Both the agent and the LLM run in separate TEEs. User queries stay encrypted from browser to agent to LLM and back. The operator sees nothing.

Data stays private. RAG retrievals, database queries, LLM calls, and agent state all run in encrypted memory. Using a confidential LLM means prompts never leave the encrypted environment.

No hidden behavior. The compose hash in the attestation proves what code is running. Users can audit the code and verify it matches—no secret logging, no unauthorized data collection.

Provable constraints. Want to prove your agent doesn't send user data to training pipelines? The auditable code + attestation makes that verifiable.

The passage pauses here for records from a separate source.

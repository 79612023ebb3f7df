use tether_api::types::SendMessageRequest;
use tether_api::Backend;
use tether_core::errors::EngineError;
use tether_core::frames::{ChatSend, ClientFrame};
use tether_core::ids::{AgentId, MessageId, SessionId};
use tether_core::message::{ChatMessage, DeliveryStatus};

use crate::engine::ChatEngine;

/// The send pipeline. Exactly one transport carries each message: the
/// realtime channel when it is connected and an agent is selected, otherwise
/// the single-shot fallback call. The two are never raced; racing would
/// produce duplicate assistant turns.
impl ChatEngine {
    /// Send into the active session, creating one first if none exists.
    pub async fn send_message(
        &self,
        content: impl Into<String>,
    ) -> Result<MessageId, EngineError> {
        let content = content.into();
        // Bind the cloned id to a local so the store guard drops before the
        // `create_session().await` below; holding it across the await would
        // deadlock the non-reentrant store lock.
        let current = self.store.lock().current_session_id().cloned();
        let session_id = match current {
            Some(id) => id,
            // Prerequisite, not a parallel branch: the session must exist
            // before the optimistic insert.
            None => self.create_session().await?,
        };
        self.send_to_session(&session_id, &content).await
    }

    /// Retry affordance for a failed message: resubmits the same content
    /// under a fresh id, into the message's own session. The failed original
    /// stays in the transcript.
    pub async fn resend_message(
        &self,
        session_id: &SessionId,
        failed_id: &MessageId,
    ) -> Result<MessageId, EngineError> {
        let content = {
            let store = self.store.lock();
            store
                .messages(session_id)
                .iter()
                .find(|m| m.id == *failed_id && m.status == DeliveryStatus::Error)
                .map(|m| m.content.clone())
        };
        let Some(content) = content else {
            return Err(EngineError::MessageSendFailed(
                "no failed message to resend".into(),
            ));
        };
        self.send_to_session(session_id, &content).await
    }

    async fn send_to_session(
        &self,
        session_id: &SessionId,
        content: &str,
    ) -> Result<MessageId, EngineError> {
        let message_id = MessageId::new();
        let (realtime_eligible, agent_id) = {
            let mut store = self.store.lock();
            store.add_optimistic_user_message(ChatMessage::user(
                session_id.clone(),
                message_id.clone(),
                content,
            ));
            let agent = store.selected_agent().cloned();
            let eligible = store.connection_status().is_connected() && agent.is_some();
            (eligible, agent)
        };

        if realtime_eligible {
            self.send_realtime(session_id, &message_id, content, agent_id)?;
        } else {
            self.send_fallback(session_id, &message_id, content, agent_id)
                .await?;
        }
        Ok(message_id)
    }

    fn send_realtime(
        &self,
        session_id: &SessionId,
        message_id: &MessageId,
        content: &str,
        agent_id: Option<AgentId>,
    ) -> Result<(), EngineError> {
        let agent_name = {
            let agents = self.agents.lock();
            agent_id
                .as_ref()
                .and_then(|id| agents.iter().find(|a| &a.id == id))
                .map(|a| a.name.clone())
        };
        let frame = ClientFrame::Chat {
            data: ChatSend {
                agent_id,
                message: content.to_string(),
                message_id: message_id.clone(),
                session_id: session_id.clone(),
                metadata: serde_json::Map::new(),
            },
        };
        {
            let mut store = self.store.lock();
            store.set_active_stream(Some(session_id.clone()));
            store.set_typing(agent_name);
        }

        match self.channel.send_frame(&frame) {
            Ok(()) => {
                // `sent`, not `delivered`: delivery is only confirmed by a
                // later completion frame.
                self.store.lock().mark_message_status(
                    session_id,
                    message_id,
                    DeliveryStatus::Sent,
                    None,
                );
                self.metrics.record_realtime_send();
                Ok(())
            }
            Err(e) => {
                let err = EngineError::MessageSendFailed(e.to_string());
                let mut store = self.store.lock();
                store.mark_message_status(
                    session_id,
                    message_id,
                    DeliveryStatus::Error,
                    Some(e.to_string()),
                );
                store.clear_typing();
                store.set_active_stream(None);
                store.report_error(&err);
                self.metrics.record_failed_send();
                Err(err)
            }
        }
    }

    /// Single attempt, no internal retry: a silent retry risks a duplicate
    /// assistant turn, so retries stay explicit caller actions.
    async fn send_fallback(
        &self,
        session_id: &SessionId,
        message_id: &MessageId,
        content: &str,
        agent_id: Option<AgentId>,
    ) -> Result<(), EngineError> {
        self.store.lock().set_typing(None);
        let request = SendMessageRequest {
            id: message_id.clone(),
            content: content.to_string(),
            agent_id,
            metadata: serde_json::Map::new(),
        };

        match self.backend.send_message(session_id, request).await {
            Ok(response) => {
                let mut store = self.store.lock();
                // Reconcile into the session the send targeted, even if the
                // caller switched sessions while the request was in flight.
                store.upsert_session(response.session);
                store.upsert_message(response.user_message);
                store.upsert_message(response.assistant_message);
                store.clear_typing();
                self.metrics.record_fallback_send();
                Ok(())
            }
            Err(e) => {
                let err = EngineError::MessageSendFailed(e.to_string());
                let mut store = self.store.lock();
                store.mark_message_status(
                    session_id,
                    message_id,
                    DeliveryStatus::Error,
                    Some(e.to_string()),
                );
                store.clear_typing();
                store.report_error(&err);
                self.metrics.record_failed_send();
                Err(err)
            }
        }
    }
}

#[cfg(test)]
mod tests {
    use super::*;
    use crate::mock::MockConnector;
    use crate::ChatEngine;
    use std::sync::atomic::Ordering;
    use std::sync::Arc;
    use tether_api::types::AgentProfile;
    use tether_api::MockBackend;
    use tether_core::message::Sender;
    use tether_core::session::Session;

    async fn bootstrapped_engine(backend: Arc<MockBackend>) -> ChatEngine {
        let (connector, _remotes) = MockConnector::new();
        let engine = ChatEngine::new(backend, connector, "mock://realtime");
        engine.bootstrap().await.unwrap();
        engine
    }

    #[tokio::test]
    async fn fallback_send_reconciles_both_messages() {
        let backend = Arc::new(MockBackend::new());
        let session = Session::new();
        let sid = session.id.clone();
        backend.add_session(session);
        let engine = bootstrapped_engine(Arc::clone(&backend)).await;

        let id = engine.send_message("hello").await.unwrap();

        assert_eq!(backend.send_calls.load(Ordering::Relaxed), 1);
        let store = engine.store();
        let store = store.lock();
        let messages = store.messages(&sid);
        // Optimistic user entry merged with the echo, plus the assistant
        // reply: exactly two entries.
        assert_eq!(messages.len(), 2);
        assert_eq!(messages[0].id, id);
        assert_eq!(messages[0].status, DeliveryStatus::Delivered);
        assert_eq!(messages[1].sender, Sender::Agent);
        assert_eq!(messages[1].content, "echo: hello");
        assert!(!store.typing().is_typing);

        let session = store.session(&sid).unwrap();
        assert_eq!(session.message_count, 2);
        assert_eq!(session.last_message.as_deref(), Some("echo: hello"));
    }

    #[tokio::test]
    async fn send_creates_session_when_none_exists() {
        let backend = Arc::new(MockBackend::new());
        let (connector, _remotes) = MockConnector::new();
        let engine = ChatEngine::new(Arc::clone(&backend) as Arc<dyn tether_api::Backend>, connector, "mock://realtime");

        engine.send_message("first words").await.unwrap();

        assert!(backend.create_session_calls.load(Ordering::Relaxed) >= 1);
        let store = engine.store();
        let store = store.lock();
        let sid = store.current_session_id().cloned().unwrap();
        assert_eq!(store.messages(&sid).len(), 2);
    }

    #[tokio::test]
    async fn fallback_failure_marks_error_and_surfaces_nonrecoverable() {
        let backend = Arc::new(MockBackend::new());
        let session = Session::new();
        let sid = session.id.clone();
        backend.add_session(session);
        backend.fail_send(true);
        let engine = bootstrapped_engine(Arc::clone(&backend)).await;

        let result = engine.send_message("doomed").await;
        assert!(matches!(result, Err(EngineError::MessageSendFailed(_))));

        let store = engine.store();
        let store = store.lock();
        let messages = store.messages(&sid);
        assert_eq!(messages.len(), 1);
        assert_eq!(messages[0].status, DeliveryStatus::Error);
        assert!(messages[0].error.is_some());
        assert!(!store.typing().is_typing);

        let notice = store.last_error().unwrap();
        assert_eq!(notice.code, "message_send_failed");
        assert!(!notice.recoverable);
    }

    #[tokio::test]
    async fn realtime_path_used_when_connected_with_agent() {
        let backend = Arc::new(MockBackend::new());
        let session = Session::new();
        let sid = session.id.clone();
        backend.add_session(session);

        let (connector, mut remotes) = MockConnector::new();
        let engine = ChatEngine::new(
            Arc::clone(&backend) as Arc<dyn tether_api::Backend>,
            connector,
            "mock://realtime",
        );
        engine.bootstrap().await.unwrap();

        let agent = AgentId::new();
        *engine.agents.lock() = vec![AgentProfile {
            id: agent.clone(),
            name: "Atlas".into(),
            description: None,
        }];
        engine.select_agent(Some(agent.clone()));
        engine.connect().await;
        let mut remote = remotes.recv().await.unwrap();

        let id = engine.send_message("over the socket").await.unwrap();

        // The frame went out over the channel, not the fallback.
        assert_eq!(backend.send_calls.load(Ordering::Relaxed), 0);
        let outbound = remote.from_client.recv().await.unwrap();
        assert!(outbound.contains(r#""type":"chat""#));
        assert!(outbound.contains(id.as_str()));
        assert!(outbound.contains(sid.as_str()));
        assert!(outbound.contains(agent.as_str()));

        let store = engine.store();
        let store = store.lock();
        // `sent` until a completion frame confirms delivery.
        assert_eq!(store.messages(&sid)[0].status, DeliveryStatus::Sent);
        assert_eq!(store.active_stream(), Some(&sid));
        assert!(store.typing().is_typing);
        assert_eq!(store.typing().agent_name.as_deref(), Some("Atlas"));
    }

    #[tokio::test]
    async fn connected_without_agent_falls_back() {
        let backend = Arc::new(MockBackend::new());
        let session = Session::new();
        backend.add_session(session);

        let (connector, mut remotes) = MockConnector::new();
        let engine = ChatEngine::new(
            Arc::clone(&backend) as Arc<dyn tether_api::Backend>,
            connector,
            "mock://realtime",
        );
        engine.bootstrap().await.unwrap();
        engine.connect().await;
        let _remote = remotes.recv().await.unwrap();

        engine.send_message("no agent selected").await.unwrap();
        assert_eq!(backend.send_calls.load(Ordering::Relaxed), 1);
    }

    #[tokio::test]
    async fn fallback_reconciles_into_original_session_after_switch() {
        let backend = Arc::new(MockBackend::new());
        let original = Session::new();
        let other = Session::new();
        let (original_id, other_id) = (original.id.clone(), other.id.clone());
        backend.add_session(original);
        backend.add_session(other);
        let engine = bootstrapped_engine(Arc::clone(&backend)).await;

        // A failed send leaves its message in the original session...
        backend.fail_send(true);
        engine.switch_session(original_id.clone()).await.unwrap();
        let failed = engine.send_message("try one").await.unwrap_err();
        assert!(matches!(failed, EngineError::MessageSendFailed(_)));
        let failed_id = engine.store().lock().messages(&original_id)[0].id.clone();

        // ...the user navigates away, then retries the failed message.
        backend.fail_send(false);
        engine.switch_session(other_id.clone()).await.unwrap();
        let new_id = engine
            .resend_message(&original_id, &failed_id)
            .await
            .unwrap();

        let store = engine.store();
        let store = store.lock();
        let original_messages = store.messages(&original_id);
        // Failed original + resent copy + assistant reply, all in the
        // original session; nothing leaked into the active one.
        assert_eq!(original_messages.len(), 3);
        assert!(original_messages.iter().any(|m| m.id == failed_id
            && m.status == DeliveryStatus::Error));
        assert!(original_messages
            .iter()
            .any(|m| m.id == new_id && m.status == DeliveryStatus::Delivered));
        assert!(store.messages(&other_id).is_empty());
        assert_ne!(failed_id, new_id);
    }

    #[tokio::test]
    async fn resend_requires_a_failed_message() {
        let backend = Arc::new(MockBackend::new());
        let session = Session::new();
        let sid = session.id.clone();
        backend.add_session(session);
        let engine = bootstrapped_engine(Arc::clone(&backend)).await;

        let delivered = engine.send_message("fine").await.unwrap();
        let result = engine.resend_message(&sid, &delivered).await;
        assert!(matches!(result, Err(EngineError::MessageSendFailed(_))));
    }

    #[tokio::test]
    async fn send_metrics_track_paths() {
        let backend = Arc::new(MockBackend::new());
        let session = Session::new();
        backend.add_session(session);
        let engine = bootstrapped_engine(Arc::clone(&backend)).await;

        engine.send_message("one").await.unwrap();
        backend.fail_send(true);
        let _ = engine.send_message("two").await;

        let snapshot = engine.metrics().snapshot();
        assert_eq!(snapshot.fallback_sends, 1);
        assert_eq!(snapshot.sends_failed, 1);
        assert_eq!(snapshot.realtime_sends, 0);
    }
}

For agents that need persistent keys (signing, encryption), derive them from the TEE:

from dstack_sdk import DstackClient

client = DstackClient()
key = client.get_key('agent/signing-key')
# Same deployment = same key, but key never leaves TEE

Full example: dstack-examples/ai/agents.

Verification

Attestation proves the hardware is genuine and shows what code is running. But it doesn't automatically prove the code is safe—you need to audit it yourself.

graph LR
    App[Your App] -->|quote| Verifier
    Verifier -->|valid + compose_hash| You
    You -->|compare| Compose[docker-compose.yaml]
    Compose -->|audit| Code[Source Code]
Loading

The verification flow:

import requests

# Get attestation with a nonce to prevent replay
attestation = requests.get(
    "https://your-app/attestation",
    params={"nonce": "random-challenge"}
).json()

# Compare compose hash against what you reviewed
expected_hash = "sha256:abc123..."  # From your audited docker-compose
assert attestation["compose_hash"] == expected_hash

For visual verification, paste the quote into proof.t16z.com, Phala's TEE attestation explorer that parses TDX quotes and displays the verification status, measurements, and TCB info in a readable format.

The compose hash only tells you what is running. You still need to verify that code does what you expect—no secret logging, no data exfiltration, proper access controls.

Performance

GPU inference runs at 99% of bare-metal speed on H100/H200. The memory encryption happens in hardware, so the overhead is minimal. Larger models actually perform better in TEE—the encryption cost is fixed while compute scales with model size.

See the full benchmark report for CPU and storage numbers.

Getting Started

  1. Try chat.redpill.ai to see private inference in action
  2. Deploy your own with the inference example
  3. Read the Security Model for the full threat model

Production

redpill.ai and NEAR AI run confidential AI on dstack in production.